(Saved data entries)
────────

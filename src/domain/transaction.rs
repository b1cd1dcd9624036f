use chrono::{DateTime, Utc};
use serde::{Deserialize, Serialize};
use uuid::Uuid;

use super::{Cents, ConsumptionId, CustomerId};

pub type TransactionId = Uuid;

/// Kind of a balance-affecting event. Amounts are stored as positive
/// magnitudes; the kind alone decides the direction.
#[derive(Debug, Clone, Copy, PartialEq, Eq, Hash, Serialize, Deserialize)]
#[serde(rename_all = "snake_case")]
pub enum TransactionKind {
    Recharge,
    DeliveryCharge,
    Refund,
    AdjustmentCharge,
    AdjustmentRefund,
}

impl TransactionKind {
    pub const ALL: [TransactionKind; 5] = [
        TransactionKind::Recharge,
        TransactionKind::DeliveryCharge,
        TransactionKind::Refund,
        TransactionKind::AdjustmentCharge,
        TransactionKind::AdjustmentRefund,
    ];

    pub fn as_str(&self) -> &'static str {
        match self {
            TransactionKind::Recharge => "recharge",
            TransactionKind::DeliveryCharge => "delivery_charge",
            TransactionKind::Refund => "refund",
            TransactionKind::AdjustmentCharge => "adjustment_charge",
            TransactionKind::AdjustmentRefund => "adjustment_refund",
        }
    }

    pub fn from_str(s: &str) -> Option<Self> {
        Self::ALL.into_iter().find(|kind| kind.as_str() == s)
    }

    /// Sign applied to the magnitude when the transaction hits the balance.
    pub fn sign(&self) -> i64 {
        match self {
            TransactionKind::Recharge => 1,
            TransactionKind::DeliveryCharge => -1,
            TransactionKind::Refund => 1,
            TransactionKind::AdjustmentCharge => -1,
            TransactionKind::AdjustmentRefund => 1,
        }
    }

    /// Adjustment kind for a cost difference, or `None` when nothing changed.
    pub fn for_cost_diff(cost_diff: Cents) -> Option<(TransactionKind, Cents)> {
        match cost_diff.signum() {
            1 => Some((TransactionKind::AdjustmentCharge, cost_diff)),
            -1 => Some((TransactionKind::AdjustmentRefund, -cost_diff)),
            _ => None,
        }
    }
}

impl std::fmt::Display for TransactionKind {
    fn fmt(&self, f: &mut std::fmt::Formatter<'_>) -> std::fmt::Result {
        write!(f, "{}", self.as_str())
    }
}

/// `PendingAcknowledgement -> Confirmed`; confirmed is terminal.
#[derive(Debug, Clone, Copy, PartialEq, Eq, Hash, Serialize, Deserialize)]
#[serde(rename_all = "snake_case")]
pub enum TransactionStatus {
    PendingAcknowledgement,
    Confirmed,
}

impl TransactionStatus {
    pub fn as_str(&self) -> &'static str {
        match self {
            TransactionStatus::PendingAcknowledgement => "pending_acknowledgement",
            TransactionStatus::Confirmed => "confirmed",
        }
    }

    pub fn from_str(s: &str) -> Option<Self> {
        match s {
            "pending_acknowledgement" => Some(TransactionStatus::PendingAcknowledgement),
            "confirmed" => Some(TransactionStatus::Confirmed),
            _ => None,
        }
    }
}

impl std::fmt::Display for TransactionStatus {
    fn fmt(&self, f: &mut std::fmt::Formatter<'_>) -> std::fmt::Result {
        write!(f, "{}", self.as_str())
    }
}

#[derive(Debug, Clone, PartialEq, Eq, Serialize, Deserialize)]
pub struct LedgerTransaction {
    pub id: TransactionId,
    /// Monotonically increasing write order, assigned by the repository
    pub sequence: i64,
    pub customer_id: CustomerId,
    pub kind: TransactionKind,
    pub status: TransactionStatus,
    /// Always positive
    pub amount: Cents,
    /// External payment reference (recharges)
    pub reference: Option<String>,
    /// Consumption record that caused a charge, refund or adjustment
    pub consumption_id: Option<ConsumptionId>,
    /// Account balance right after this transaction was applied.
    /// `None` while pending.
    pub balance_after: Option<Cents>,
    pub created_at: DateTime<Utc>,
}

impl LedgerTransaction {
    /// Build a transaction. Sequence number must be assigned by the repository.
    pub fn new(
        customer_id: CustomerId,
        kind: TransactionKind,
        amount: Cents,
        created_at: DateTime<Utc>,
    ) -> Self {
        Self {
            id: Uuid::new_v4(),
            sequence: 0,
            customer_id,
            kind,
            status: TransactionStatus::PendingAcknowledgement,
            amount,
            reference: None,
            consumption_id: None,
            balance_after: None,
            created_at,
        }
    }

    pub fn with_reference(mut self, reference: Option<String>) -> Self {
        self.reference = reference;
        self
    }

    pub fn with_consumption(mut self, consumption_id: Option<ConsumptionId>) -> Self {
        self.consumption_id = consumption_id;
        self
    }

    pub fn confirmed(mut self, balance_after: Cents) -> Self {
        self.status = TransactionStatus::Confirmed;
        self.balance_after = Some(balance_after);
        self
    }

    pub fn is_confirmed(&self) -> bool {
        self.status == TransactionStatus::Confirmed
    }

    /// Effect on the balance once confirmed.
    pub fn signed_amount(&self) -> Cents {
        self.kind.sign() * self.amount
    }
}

────────

## WORK REQUIRED
Given the word "assigned", show every line of the records that contains it.

## RESULT OF THE TASK
    /// Monotonically increasing write order, assigned by the repository
    /// Build a transaction. Sequence number must be assigned by the repository.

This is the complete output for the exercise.